にしても、~式とかいうのは何でこんなに暇なんだ?はげたおっさんがベラベラ喋るだけじゃん。いきなり校歌流されても一年生が歌えるわけねぇし。何より歌う気ない。
入学式は一時間ぐらいで終わった。この後一年生は自分のクラスに移動して自己紹介して終わりらしい。んな事より帰らせてくれ。でもって、俺は何組なの?
皆が教室に移動する中を勝手に出て行くわけにも行かないので、仕方なく着いて行く。まぁ、そのうち何組かなんてすぐ分かるだろ。
そう楽観視しながら列に沿って歩き続ける。階段を何度も上り、やがて一年生の階に辿り着く。運動不足の俺には大分きつかったぞ、これ。
それからいくつかの教室の前を通り過ぎて、自分のクラスの中に入る。俺って三組だったんだ。
黒板に書かれた通りの席に座り、俺はようやく身体を突っ伏しる事が出来た。早く終わってほしい。
そこで、担任の教師が周囲を見渡してから話し出した。
「一年三組の皆さん、保護者の皆様、本日はご入学おめでとうございます」
そこで俺はギョッとする。保護者?いやいや、大丈夫だ。あのコス作りババァは志乃のところにいる筈だ。

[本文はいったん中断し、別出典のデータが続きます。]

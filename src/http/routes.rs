//! Axum router configuration

use axum::{
    http::{header, Method},
    routing::{get, post},
    Router,
};
use std::sync::Arc;
use std::time::Duration;
use tower_http::cors::{Any, CorsLayer};
use tower_http::trace::TraceLayer;

use crate::state::AppState;

use super::handlers::{
    api_docs, health_check, root_redirect, version_check, video_captions, video_data,
    video_timestamps,
};

/// Create the Axum router with all routes
pub fn create_router(state: Arc<AppState>) -> Router {
    // Allow-all CORS: the API is meant to be called from arbitrary origins.
    let cors = CorsLayer::new()
        .allow_origin(Any)
        .allow_methods([Method::GET, Method::POST, Method::OPTIONS])
        .allow_headers([header::ACCEPT, header::CONTENT_TYPE, header::ORIGIN])
        .max_age(Duration::from_secs(3600));

    Router::new()
        // Docs and liveness endpoints
        .route("/", get(root_redirect))
        .route("/docs", get(api_docs))
        .route("/health", get(health_check))
        .route("/version", get(version_check))
        // Video endpoints
        .route("/video-data", post(video_data))
        .route("/video-captions", post(video_captions))
        .route("/video-timestamps", post(video_timestamps))
        // Middleware
        .layer(TraceLayer::new_for_http())
        .layer(cors)
        // State
        .with_state(state)
}
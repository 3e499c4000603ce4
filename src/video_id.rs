//! YouTube URL normalization.
//!
//! Extracts the 11-character video identifier from the URL shapes YouTube
//! uses in the wild: watch URLs carrying a `v=` query parameter, youtu.be
//! short links, embed URLs, and legacy `/v/` URLs. Pure string processing,
//! no network access.

use std::fmt;

use crate::error::{ApiError, Result};

// helper.
macro_rules! regex {
    ($re:literal $(,)?) => {{
        static RE: std::sync::OnceLock<regex::Regex> = std::sync::OnceLock::new();
        RE.get_or_init(|| regex::Regex::new($re).unwrap())
    }};
}

/// An 11-character YouTube video identifier.
#[derive(Debug, Clone, PartialEq, Eq)]
pub struct VideoId(String);

impl VideoId {
    pub(crate) fn new(id: String) -> Self {
        VideoId(id)
    }

    pub fn as_str(&self) -> &str {
        &self.0
    }
}

impl fmt::Display for VideoId {
    fn fmt(&self, f: &mut fmt::Formatter<'_>) -> fmt::Result {
        f.write_str(&self.0)
    }
}

/// Extract the video ID from a YouTube URL.
///
/// Four shapes are recognized, first match wins:
/// `...v=<ID>` in a query string, `youtu.be/<ID>`, `.../embed/<ID>`,
/// `.../v/<ID>`. The ID is exactly 11 characters of `[0-9A-Za-z_-]`; a
/// longer run, or a URL matching no shape, is rejected. A trailing query
/// suffix (`?t=42`) is never part of the captured ID.
pub fn extract_video_id(url: &str) -> Result<VideoId> {
    let url = url.trim();
    if url.is_empty() {
        return Err(ApiError::InvalidUrl("no URL provided".to_string()));
    }

    let patterns = [
        regex!(r"[?&]v=([0-9A-Za-z_-]{11})(?:[^0-9A-Za-z_-]|$)"),
        regex!(r"youtu\.be/([0-9A-Za-z_-]{11})(?:[^0-9A-Za-z_-]|$)"),
        regex!(r"/embed/([0-9A-Za-z_-]{11})(?:[^0-9A-Za-z_-]|$)"),
        regex!(r"/v/([0-9A-Za-z_-]{11})(?:[^0-9A-Za-z_-]|$)"),
    ];

    for re in patterns {
        if let Some(caps) = re.captures(url) {
            return Ok(VideoId::new(caps[1].to_string()));
        }
    }

    Err(ApiError::InvalidUrl(url.to_string()))
}

#[cfg(test)]
mod tests {
    use super::*;

    #[test]
    fn test_watch_url() {
        let id = extract_video_id("https://www.youtube.com/watch?v=dQw4w9WgXcQ").unwrap();
        assert_eq!(id.as_str(), "dQw4w9WgXcQ");
    }

    #[test]
    fn test_watch_url_with_extra_params() {
        let id = extract_video_id("https://www.youtube.com/watch?list=PL1&v=dQw4w9WgXcQ&t=120").unwrap();
        assert_eq!(id.as_str(), "dQw4w9WgXcQ");
    }

    #[test]
    fn test_short_url() {
        let id = extract_video_id("https://youtu.be/dQw4w9WgXcQ").unwrap();
        assert_eq!(id.as_str(), "dQw4w9WgXcQ");
    }

    #[test]
    fn test_short_url_with_query_suffix() {
        let id = extract_video_id("https://youtu.be/dQw4w9WgXcQ?t=42").unwrap();
        assert_eq!(id.as_str(), "dQw4w9WgXcQ");
    }

    #[test]
    fn test_embed_url() {
        let id = extract_video_id("https://www.youtube.com/embed/dQw4w9WgXcQ").unwrap();
        assert_eq!(id.as_str(), "dQw4w9WgXcQ");
    }

    #[test]
    fn test_legacy_v_url() {
        let id = extract_video_id("https://www.youtube.com/v/dQw4w9WgXcQ?version=3").unwrap();
        assert_eq!(id.as_str(), "dQw4w9WgXcQ");
    }

    #[test]
    fn test_id_longer_than_11_chars_is_rejected() {
        assert!(matches!(
            extract_video_id("https://www.youtube.com/watch?v=dQw4w9WgXcQXX"),
            Err(ApiError::InvalidUrl(_))
        ));
    }

    #[test]
    fn test_unrecognized_url() {
        assert!(matches!(
            extract_video_id("https://example.com/watch?x=dQw4w9WgXcQ"),
            Err(ApiError::InvalidUrl(_))
        ));
    }

    #[test]
    fn test_empty_url() {
        assert!(matches!(extract_video_id("   "), Err(ApiError::InvalidUrl(_))));
    }
}
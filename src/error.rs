use thiserror::Error;

/// Main error type for the YouTube tools server
#[derive(Error, Debug)]
pub enum ApiError {
    #[error("invalid YouTube URL: {0}")]
    InvalidUrl(String),

    #[error("error getting video data: {0}")]
    MetadataUnavailable(String),

    #[error("no transcript available: {0}")]
    NoTranscriptAvailable(String),

    #[error("video unavailable: {0}")]
    VideoUnavailable(String),

    #[error("error fetching transcript: {0}")]
    Transcript(String),
}

/// Result type alias for convenience
pub type Result<T> = std::result::Result<T, ApiError>;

そう思ったのだが、頭のモヤモヤが取れず、俺は恐る恐る後ろにいる保護者の群を見た。
そしてそこには、
あの、忌わしき母親がニコニコしながら教師の話を聞いていた。
って、マジかよ!志乃はどうした!去年入学式をやった俺なんかより妹の方が大事だろうが!
とはいえ、それを大声で指摘する事は出来ず、俺は仕方なく机に身体を埋める。もう、何も見たくないわ。
だが、その時、俺は後ろから背中を突かれた。そういや俺、後ろの席の奴の事一回も見てないな。つか、見えなかった気がするのは気のせいか?
そんな事を思いながら、重たい身体を後ろに回す。担任の長ったらしい話などどうでもいい。
つか、悪戯とかだったら無視してやる。ましてや男だったら尚更だ。
そうして、俺は突いてきた奴の顔を見る。そして、絶望する。
なにせ、俺の後ろの席に座っているのは、仏頂面を浮かべた妹だったんだから。